内閣府の調査によると、昨年4月1日現在の都道府県庁での課長級以上の女性管理職は9.7%にとどまり、政府が2020年までに3割にするとした目標には大きく届いていないことが分かった。管理職への女性登用を役職別にみると、係長級が22.6%、課長補佐級が19.0%、課長級が10.5%、部局長・次長級が6.4%で、上位になるほど女性の登用は低くなる傾向がみられた。課長級以上の登用実績が最も高かったのは鳥取県の20.0%で、逆に最も低かったのは広島県の5.4%で格差がみられた。
消費者庁が東京福島第1原発事故を受けて実施している「食品の放射性物質に関する意識調査」によると、福島県産食品の購入を「ためらう」と答えた人の割合が12.5%だったことが分かった。意識調査は2013年2月以降、東日本大震災の被災地や大都市圏で12回続けられており、これまでのうち「ためらう」と答えた人の割合は最少を更新した。ただ、食品中の放射性物質について「検査が行われていることは知らない」と答えた人の割合は過去最高の44.8%に上った。
政府は4月1日から預入限度額を現行の1300万円から倍増の2600万円に引き上げ実施を図る政令改正案を閣議決定した。現行では、通常貯金と定期性貯金を合わせて1300万円としているが、改正によりそれぞれの限度額が1300万円にすることで、最大限度額が2600万円となる。限度額の引き上げは2016年4月に1千万円から1300万円に引き上げられており、3年ぶりの改正となる。
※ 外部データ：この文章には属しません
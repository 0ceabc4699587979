//! Scene nodes: shape groups with a draw layer and a depth key.
//!
//! Nodes live in a generational [`Arena`]; the depth sorter addresses them by
//! [`DrawHandle`] through the [`DepthTarget`] impl on [`NodeStore`].

use isoffice_engine::coords::Vec2;
use isoffice_engine::paint::Color;
use isoffice_engine::scene::{DrawList, Stroke, ZIndex};
use isoffice_grid::{Arena, DepthTarget, DrawHandle, ScreenPoint};

use crate::geometry::{Fill, Outline, Shape};

#[derive(Debug, Clone, PartialEq)]
pub struct SceneNode {
    /// Draw-list layer; see `DepthLayers`.
    pub layer: i32,
    /// Order within the layer. Higher paints later.
    pub depth: f64,
    /// Multiplied into every shape's alpha.
    pub alpha: f32,
    pub visible: bool,
    pub shapes: Vec<Shape>,
}

impl SceneNode {
    pub fn new(layer: i32, shapes: Vec<Shape>) -> Self {
        Self { layer, depth: 0.0, alpha: 1.0, visible: true, shapes }
    }

    pub fn with_depth(mut self, depth: f64) -> Self {
        self.depth = depth;
        self
    }
}

#[derive(Debug, Default)]
pub struct NodeStore {
    nodes: Arena<SceneNode>,
    dirty: bool,
}

impl NodeStore {
    pub fn new() -> Self {
        Self::default()
    }

    #[inline]
    pub fn len(&self) -> usize {
        self.nodes.len()
    }

    #[inline]
    pub fn is_empty(&self) -> bool {
        self.nodes.is_empty()
    }

    /// Whether anything changed since the last [`record`](Self::record).
    #[inline]
    pub fn is_dirty(&self) -> bool {
        self.dirty
    }

    pub fn spawn(&mut self, node: SceneNode) -> DrawHandle {
        self.dirty = true;
        self.nodes.insert(node)
    }

    pub fn despawn(&mut self, handle: DrawHandle) -> Option<SceneNode> {
        let node = self.nodes.remove(handle);
        self.dirty |= node.is_some();
        node
    }

    #[inline]
    pub fn contains(&self, handle: DrawHandle) -> bool {
        self.nodes.contains(handle)
    }

    pub fn get(&self, handle: DrawHandle) -> Option<&SceneNode> {
        self.nodes.get(handle)
    }

    /// Mutable access marks the store dirty.
    pub fn get_mut(&mut self, handle: DrawHandle) -> Option<&mut SceneNode> {
        let node = self.nodes.get_mut(handle);
        self.dirty |= node.is_some();
        node
    }

    pub fn clear(&mut self) {
        self.nodes.clear();
        self.dirty = true;
    }

    /// Replaces the contents of `list` with every visible node's shapes.
    ///
    /// Each shape of a node shares the node's `ZIndex`, so the draw list keeps
    /// them in push order.
    pub fn record(&mut self, list: &mut DrawList) {
        list.clear();
        for (_, node) in self.nodes.iter() {
            if !node.visible || node.alpha <= 0.0 {
                continue;
            }
            let z = ZIndex::new(node.layer, node.depth as f32);
            for shape in &node.shapes {
                push_shape(list, z, shape, node.alpha);
            }
        }
        self.dirty = false;
    }
}

impl DepthTarget for NodeStore {
    fn set_depth(&mut self, handle: DrawHandle, depth: f64) {
        match self.nodes.get_mut(handle) {
            Some(node) => {
                if node.depth != depth {
                    node.depth = depth;
                    self.dirty = true;
                }
            }
            None => log::debug!("depth for despawned node {handle} dropped"),
        }
    }
}

fn push_shape(list: &mut DrawList, z: ZIndex, shape: &Shape, alpha: f32) {
    match shape {
        Shape::Polygon { points, fill, outline } => list.push_polygon(
            z,
            points.iter().copied().map(vec2).collect(),
            Some(color(*fill, alpha)),
            outline.map(|o| stroke(o, alpha)),
        ),
        Shape::Ellipse { center, width, height, fill, outline } => list.push_ellipse(
            z,
            vec2(*center),
            Vec2::new(*width as f32, *height as f32),
            fill.map(|f| color(f, alpha)),
            outline.map(|o| stroke(o, alpha)),
        ),
        Shape::Line { from, to, width, color: c } => {
            list.push_line(z, vec2(*from), vec2(*to), *width as f32, color(*c, alpha))
        }
    }
}

#[inline]
fn vec2(p: ScreenPoint) -> Vec2 {
    Vec2::new(p.x as f32, p.y as f32)
}

#[inline]
fn color(fill: Fill, alpha: f32) -> Color {
    Color::from_hex(fill.rgb, fill.alpha * alpha)
}

#[inline]
fn stroke(outline: Outline, alpha: f32) -> Stroke {
    Stroke::new(outline.width as f32, color(outline.color, alpha))
}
SMBCコンシューマーファイナンスが発表した30〜40代の金銭感覚調査によると、貯蓄額の平均は30代が194万円、40代が196万円と、いずれも200万円弱にとどまることが分かった。「貯蓄額がゼロ」と答えた人も前年比6ポイント増の23.1%もあった。同社では「景気回復が働き盛りの賃金上昇につながっていない」と分析している。消費に向き合う姿勢では「無理せず変える範囲で買う」とする堅実姿勢がみられた。